On the other hand, options for preventing Alzheimer’s if a patient knows she is at high risk are limited. The National Institute on Aging is blunt in its assessment: “No treatment has been proven to stop [Alzheimer’s disease].” Although considerable resources are being poured into Alzheimer’s research, there are also no quantitatively effective prevention strategies, although there are a number of drugs now available that may slow progress of the disease for a period of time.
Another reason that testing for genetic Alzheimer’s markers is different than BRCA testing concerns the tests’ ability to predict the disease. A woman who tests positive for a BRCA mutation knows, based on a decade and a half of research, that her risk of developing cancer falls within a well-defined if rather broad range–between 45 percent and 87 percent for breast cancer, and between 11 percent and 56 percent for ovarian cancer. Disease prediction with Alzheimer’s genetic markers, however, remains unclear as was discussed in “Genetic Markers for Alzheimer’s Disease: Are They Ready for Prime Time?“:
“Although the findings in this [new study in the journal Neurology] are of considerable interest, their application to everyday clinical practice is limited. For individuals seeking genetic information about Alzheimer’s disease, the predictive value is unclear. …”

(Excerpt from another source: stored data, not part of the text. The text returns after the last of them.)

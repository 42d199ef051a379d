//! `orgsync sync` — fetch, shape and write the output file.

use anyhow::{Context, Result};
use clap::Args;
use orgsync_sync::{pipeline, SyncReport, WriteResult};

use super::JobArgs;

/// Arguments for `orgsync sync`.
#[derive(Args, Debug)]
pub struct SyncArgs {
    #[command(flatten)]
    pub job: JobArgs,

    /// Fetch and render, but write nothing.
    #[arg(long)]
    pub dry_run: bool,
}

impl SyncArgs {
    pub fn run(self) -> Result<()> {
        let (source, options) = self.job.resolve(self.dry_run)?;
        let report = pipeline::run(&source, &options)
            .with_context(|| format!("sync to '{}' failed", options.output.display()))?;
        println!("{}", status_line(&report));
        Ok(())
    }
}

fn status_line(report: &SyncReport) -> String {
    match &report.write {
        WriteResult::Written { path } => {
            format!("Wrote {} {} to {}", report.entries, report.noun, path.display())
        }
        WriteResult::WouldWrite { path } => format!(
            "[dry-run] Would write {} {} to {}",
            report.entries,
            report.noun,
            path.display()
        ),
    }
}
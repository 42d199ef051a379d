//! Blocking HTTP fetch of the CSV export.

use std::io::Read;
use std::time::Duration;

use crate::error::SyncError;

pub const USER_AGENT: &str = concat!("orgsync/", env!("CARGO_PKG_VERSION"));

/// `GET url` and return the body as text.
///
/// The whole body is read regardless of size; large sheet exports are normal.
/// Redirects are followed (sheet exports redirect to a content host). With
/// `timeout == None` the call waits as long as the server does.
pub fn fetch_text(url: &str, timeout: Option<Duration>) -> Result<String, SyncError> {
    let mut builder = ureq::AgentBuilder::new().user_agent(USER_AGENT);
    if let Some(timeout) = timeout {
        builder = builder.timeout(timeout);
    }
    let agent = builder.build();

    tracing::info!("fetching {url}");
    match agent.get(url).call() {
        Ok(response) => {
            tracing::debug!("{} {} from {url}", response.status(), response.status_text());
            let mut body = String::new();
            response
                .into_reader()
                .read_to_string(&mut body)
                .map_err(|source| SyncError::Body {
                    url: url.to_string(),
                    source,
                })?;
            tracing::info!("fetched {} byte(s)", body.len());
            Ok(body)
        }
        Err(ureq::Error::Status(code, response)) => Err(SyncError::Status {
            url: url.to_string(),
            code,
            reason: response.status_text().to_string(),
        }),
        Err(ureq::Error::Transport(transport)) => Err(SyncError::Transport {
            url: url.to_string(),
            source: Box::new(transport),
        }),
    }
}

As the burgeoning field of personalized medicine advances, both experts and the public will continue to look to the hereditary breast and ovarian cancer community as trailblazers in this brave new world. History will record that this community rose to the challenge presented by this new knowledge to improve their lives and limit the impact of two deadly diseases on this and future generations. And it will certainly record women’s courageous ability to handle the truth.